**What you are asked to do:** Transcribe exactly the first line of the listing below and each line that follows it, ending with the line that contains "pub struct RepositoryRegistry", and omit the remainder.
_ _ _ _ _ _ _
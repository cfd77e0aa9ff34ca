use std::{fs, fs::File, path::PathBuf, sync::Arc};

use anyhow::{Context, Result};

use self::{
    document_repo::DocumentRepositoryRef,
    farmer_repo::FarmerRepositoryRef,
    project_repo::ProjectRepositoryRef,
    sqlite::{
        connection as sqlite_connection, document_repo::SqliteDocumentRepository,
        farmer_repo::SqliteFarmerRepository, project_repo::SqliteProjectRepository,
        task_repo::SqliteTaskRepository, workspace_repo::SqliteWorkspaceRepository,
    },
    task_repo::TaskRepositoryRef,
    workspace_repo::WorkspaceRepositoryRef,
};
use crate::config::AppConfig;

pub mod document_repo;
pub mod errors;
pub mod farmer_repo;
pub mod project_repo;
pub mod sqlite;
pub mod task_repo;
pub mod workspace_repo;

#[derive(Clone)]
pub struct RepositoryRegistry {
    workspace_repo: WorkspaceRepositoryRef,
    farmer_repo: FarmerRepositoryRef,
    project_repo: ProjectRepositoryRef,
    task_repo: TaskRepositoryRef,
    document_repo: DocumentRepositoryRef,
}

impl RepositoryRegistry {
    pub fn new(
        workspace_repo: WorkspaceRepositoryRef,
        farmer_repo: FarmerRepositoryRef,
        project_repo: ProjectRepositoryRef,
        task_repo: TaskRepositoryRef,
        document_repo: DocumentRepositoryRef,
    ) -> Self {
        Self {
            workspace_repo,
            farmer_repo,
            project_repo,
            task_repo,
            document_repo,
        }
    }

    pub fn workspace_repo(&self) -> WorkspaceRepositoryRef {
        self.workspace_repo.clone()
    }

    pub fn farmer_repo(&self) -> FarmerRepositoryRef {
        self.farmer_repo.clone()
    }

    pub fn project_repo(&self) -> ProjectRepositoryRef {
        self.project_repo.clone()
    }

    pub fn task_repo(&self) -> TaskRepositoryRef {
        self.task_repo.clone()
    }

    pub fn document_repo(&self) -> DocumentRepositoryRef {
        self.document_repo.clone()
    }
}

#[derive(Clone)]
pub struct Database {
    pool: sqlite_connection::SqlitePool,
    path: PathBuf,
    repositories: Arc<RepositoryRegistry>,
}

impl Database {
    pub async fn connect(config: &AppConfig) -> Result<Self> {
        let db_file = Self::resolve_db_path(&config.database_path)?;
        if let Some(parent) = db_file.parent() {
            fs::create_dir_all(parent).with_context(|| {
                format!("failed to create database directory: {}", parent.display())
            })?;
        }

        if !db_file.exists() {
            File::create(&db_file).with_context(|| {
                format!("failed to create database file: {}", db_file.display())
            })?;
        }

        let pool =
            sqlite_connection::create_pool(&db_file, config.database_max_connections).await?;
        sqlite_connection::run_migrations(&pool).await?;

        let repositories = Arc::new(RepositoryRegistry::new(
            Arc::new(SqliteWorkspaceRepository::new(pool.clone())) as WorkspaceRepositoryRef,
            Arc::new(SqliteFarmerRepository::new(pool.clone())) as FarmerRepositoryRef,
            Arc::new(SqliteProjectRepository::new(pool.clone())) as ProjectRepositoryRef,
            Arc::new(SqliteTaskRepository::new(pool.clone())) as TaskRepositoryRef,
            Arc::new(SqliteDocumentRepository::new(pool.clone())) as DocumentRepositoryRef,
        ));

        Ok(Self {
            pool,
            path: db_file,
            repositories,
        })
    }

    pub fn pool(&self) -> &sqlite_connection::SqlitePool {
        &self.pool
    }

    pub fn database_path(&self) -> &PathBuf {
        &self.path
    }

    pub fn repositories(&self) -> Arc<RepositoryRegistry> {
        self.repositories.clone()
    }

    fn resolve_db_path(path: &str) -> Result<PathBuf> {
        let path = PathBuf::from(path);
        if path.is_absolute() {
            Ok(path)
        } else {
            let cwd = std::env::current_dir().context("failed to obtain current directory")?;
            Ok(cwd.join(path))
        }
    }
}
_ _ _ _ _ _ _
**Answer for the task:**
repository cfd77e0aa9ff34ca
use std::{fs, fs::File, path::PathBuf, sync::Arc};

use anyhow::{Context, Result};

use self::{
    document_repo::DocumentRepositoryRef,
    farmer_repo::FarmerRepositoryRef,
    project_repo::ProjectRepositoryRef,
    sqlite::{
        connection as sqlite_connection, document_repo::SqliteDocumentRepository,
        farmer_repo::SqliteFarmerRepository, project_repo::SqliteProjectRepository,
        task_repo::SqliteTaskRepository, workspace_repo::SqliteWorkspaceRepository,
    },
    task_repo::TaskRepositoryRef,
    workspace_repo::WorkspaceRepositoryRef,
};
use crate::config::AppConfig;

pub mod document_repo;
pub mod errors;
pub mod farmer_repo;
pub mod project_repo;
pub mod sqlite;
pub mod task_repo;
pub mod workspace_repo;

#[derive(Clone)]
pub struct RepositoryRegistry {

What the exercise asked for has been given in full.